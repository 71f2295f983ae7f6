//! Evaluate command implementation

use anyhow::{Context, Result};
use finpulse_core::evaluate::{evaluate_with, Evaluation, EvaluationStatus, Severity};
use finpulse_core::Config;

use super::{prepare, snapshot_for, summary_for, Prepared};
use crate::cli::InputArgs;

pub fn evaluation_for(config: &Config, prepared: &Prepared) -> Evaluation {
    let snapshot = snapshot_for(prepared);
    let summary = summary_for(prepared);
    evaluate_with(&config.evaluation, &snapshot, Some(&summary))
}

pub fn cmd_evaluate(config: &Config, args: &InputArgs, json: bool) -> Result<()> {
    let prepared = prepare(config, args)?;
    let evaluation = evaluation_for(config, &prepared);

    if json {
        let out = serde_json::to_string_pretty(&evaluation)
            .context("Failed to serialize evaluation")?;
        println!("{}", out);
        return Ok(());
    }

    println!();
    match (evaluation.status, evaluation.score) {
        (EvaluationStatus::Ok, Some(score)) => println!("🩺 Financial health: {}/100", score),
        _ => println!("🩺 Financial health: not enough data"),
    }
    println!("   ─────────────────────────────────────────────────────────────");
    println!("   {}", evaluation.summary);

    if !evaluation.insights.is_empty() {
        println!();
        for insight in &evaluation.insights {
            let icon = match insight.severity {
                Severity::Info => "💡",
                Severity::Warn => "⚠️ ",
                Severity::Risk => "🚨",
            };
            println!("   {} {}", icon, insight.title);
            println!("      {}", insight.detail);
        }
    }

    println!();
    println!("   Next steps:");
    for action in &evaluation.next_actions {
        println!("     → {} ({})", action.label, action.route);
    }
    println!();
    Ok(())
}
//! Spend category classification
//!
//! Category labels from providers are free text ("Streaming Services",
//! "TRAVEL", "Food and Drink"). The chart only distinguishes three groups,
//! picked by an ordered keyword table so the mapping stays auditable.

use serde::{Deserialize, Serialize};

/// Chart grouping for an expense
#[derive(Debug, Clone, Copy, PartialEq, Eq, Hash, Serialize, Deserialize)]
#[serde(rename_all = "lowercase")]
pub enum SpendCategory {
    Essentials,
    Leisure,
    Subscriptions,
}

impl SpendCategory {
    pub fn as_str(&self) -> &'static str {
        match self {
            Self::Essentials => "essentials",
            Self::Leisure => "leisure",
            Self::Subscriptions => "subscriptions",
        }
    }
}

impl std::fmt::Display for SpendCategory {
    fn fmt(&self, f: &mut std::fmt::Formatter<'_>) -> std::fmt::Result {
        write!(f, "{}", self.as_str())
    }
}

/// Keyword rules, checked top to bottom against the uppercased label.
/// First match wins.
pub const CATEGORY_RULES: &[(&str, SpendCategory)] = &[
    ("SUBSCRIPT", SpendCategory::Subscriptions),
    ("SERVICE", SpendCategory::Subscriptions),
    ("STREAM", SpendCategory::Subscriptions),
    ("ENTERTAIN", SpendCategory::Leisure),
    ("TRAVEL", SpendCategory::Leisure),
    ("TRANSPORT", SpendCategory::Leisure),
    ("RECREATION", SpendCategory::Leisure),
];

/// Classify a provider category label
pub fn classify(label: Option<&str>) -> SpendCategory {
    let Some(label) = label else {
        return SpendCategory::Essentials;
    };
    let upper = label.to_uppercase();

    CATEGORY_RULES
        .iter()
        .find(|(keyword, _)| upper.contains(keyword))
        .map(|(_, category)| *category)
        .unwrap_or(SpendCategory::Essentials)
}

--- --- ---

Scan the listing for the string "EvaluationStatus". Copy each line that has it.

use finpulse_core::evaluate::{evaluate_with, Evaluation, EvaluationStatus, Severity};
        (EvaluationStatus::Ok, Some(score)) => println!("🩺 Financial health: {}/100", score),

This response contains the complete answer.